Et à la longue, ils se retrouvent avec des problèmes de cancer de la peau.
Le plus souvent, pour ceux et celles qui nous approchent, nous nous rendons compte que le cancer est à un stade avancé et la prise en charge devient difficile et coûteuse.

Compte tenu de nos moyens limités, il revient souvent à la personne de se battre comme elle peut. C’est pour cela que nous assistons, avec saignement au cœur, au décès de certains de nos membres souvent très jeunes.

L’autre difficulté est celle liée à l’accès à l’éducation. Heureusement, avec l’éducation inclusive décrétée au Burkina Faso, nous arrivons à intervenir pour faciliter l’accès à l’éducation des enfants albinos dans les établissements scolaires où ils sont souvent victimes d’exclusion.

Cependant, les albinos qui parviennent à obtenir des diplômes s’insèrent très difficilement dans le monde professionnel. Beaucoup d’entreprises privées n’acceptent pas d’embaucher les albinos, alors que l’État ne peut pas embaucher tout le monde.

Libreinfo.net : Est-ce que des démarches sont faites à l’endroit des autorités pour trouver des solutions à ces problèmes énumérés ?

Mme Maimouna Déné : Oui, très récemment nous avons eu une audience avec le secrétaire général du ministère en charge de l’Éducation nationale pour évoquer le problème de l’accès à l’éducation de certains albinos.

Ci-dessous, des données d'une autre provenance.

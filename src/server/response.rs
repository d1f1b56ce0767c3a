use axum::{
    Json,
    http::StatusCode,
    response::{IntoResponse, Response},
};
use serde::Serialize;
use serde_json::json;

use crate::error::{Error, Result as StoreResult};
use crate::workflow::{ReviewError, TransitionError};

/// Standard success body: `{"data": ..., "message": ...}`.
#[derive(Debug, Serialize)]
pub struct ApiResponse<T: Serialize> {
    pub data: T,
    #[serde(skip_serializing_if = "Option::is_none")]
    pub message: Option<String>,
}

impl<T: Serialize> ApiResponse<T> {
    #[must_use]
    pub fn success(data: T) -> Self {
        Self {
            data,
            message: None,
        }
    }

    #[must_use]
    pub fn with_message(data: T, message: impl Into<String>) -> Self {
        Self {
            data,
            message: Some(message.into()),
        }
    }
}

/// API error that converts to a `{"message": ...}` response
#[derive(Debug)]
pub struct ApiError {
    pub status: StatusCode,
    pub message: String,
}

impl ApiError {
    #[must_use]
    pub fn bad_request(message: impl Into<String>) -> Self {
        Self {
            status: StatusCode::BAD_REQUEST,
            message: message.into(),
        }
    }

    #[must_use]
    pub fn unauthorized(message: impl Into<String>) -> Self {
        Self {
            status: StatusCode::UNAUTHORIZED,
            message: message.into(),
        }
    }

    #[must_use]
    pub fn not_found(message: impl Into<String>) -> Self {
        Self {
            status: StatusCode::NOT_FOUND,
            message: message.into(),
        }
    }

    #[must_use]
    pub fn conflict(message: impl Into<String>) -> Self {
        Self {
            status: StatusCode::CONFLICT,
            message: message.into(),
        }
    }

    #[must_use]
    pub fn forbidden(message: impl Into<String>) -> Self {
        Self {
            status: StatusCode::FORBIDDEN,
            message: message.into(),
        }
    }

    #[must_use]
    pub fn internal(message: impl Into<String>) -> Self {
        Self {
            status: StatusCode::INTERNAL_SERVER_ERROR,
            message: message.into(),
        }
    }
}

impl IntoResponse for ApiError {
    fn into_response(self) -> Response {
        (self.status, Json(json!({ "message": self.message }))).into_response()
    }
}

impl From<TransitionError> for ApiError {
    fn from(e: TransitionError) -> Self {
        ApiError::bad_request(e.to_string())
    }
}

impl From<ReviewError> for ApiError {
    fn from(e: ReviewError) -> Self {
        ApiError::bad_request(e.to_string())
    }
}

/// Extension trait for converting store results to API errors with a custom message.
/// The underlying cause is logged; clients only see the message.
pub trait StoreResultExt<T> {
    fn api_err(self, message: &'static str) -> Result<T, ApiError>;
}

impl<T> StoreResultExt<T> for StoreResult<T> {
    fn api_err(self, message: &'static str) -> Result<T, ApiError> {
        self.map_err(|e| match e {
            Error::NotFound => ApiError::not_found("Not found"),
            e => {
                tracing::error!("{message}: {e}");
                ApiError::internal(message)
            }
        })
    }
}

/// Extension for Option types from store operations.
pub trait StoreOptionExt<T> {
    fn or_not_found(self, message: &'static str) -> Result<T, ApiError>;
}

impl<T> StoreOptionExt<T> for Option<T> {
    fn or_not_found(self, message: &'static str) -> Result<T, ApiError> {
        self.ok_or_else(|| ApiError::not_found(message))
    }
}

Nous avons également approché le ministère en charge de l’Action sociale pour demander son accompagnement.

Il y a aussi le ministère de la Jeunesse avec qui on a discuté pour qu’on puisse tenir compte de jeunes atteints d’albinisme dans les différents projets et programmes d’accompagnement des jeunes burkinabè.

Nous estimons que ces jeunes albinos ont besoin aussi de ces cadres pour pouvoir contribuer au développement de notre pays.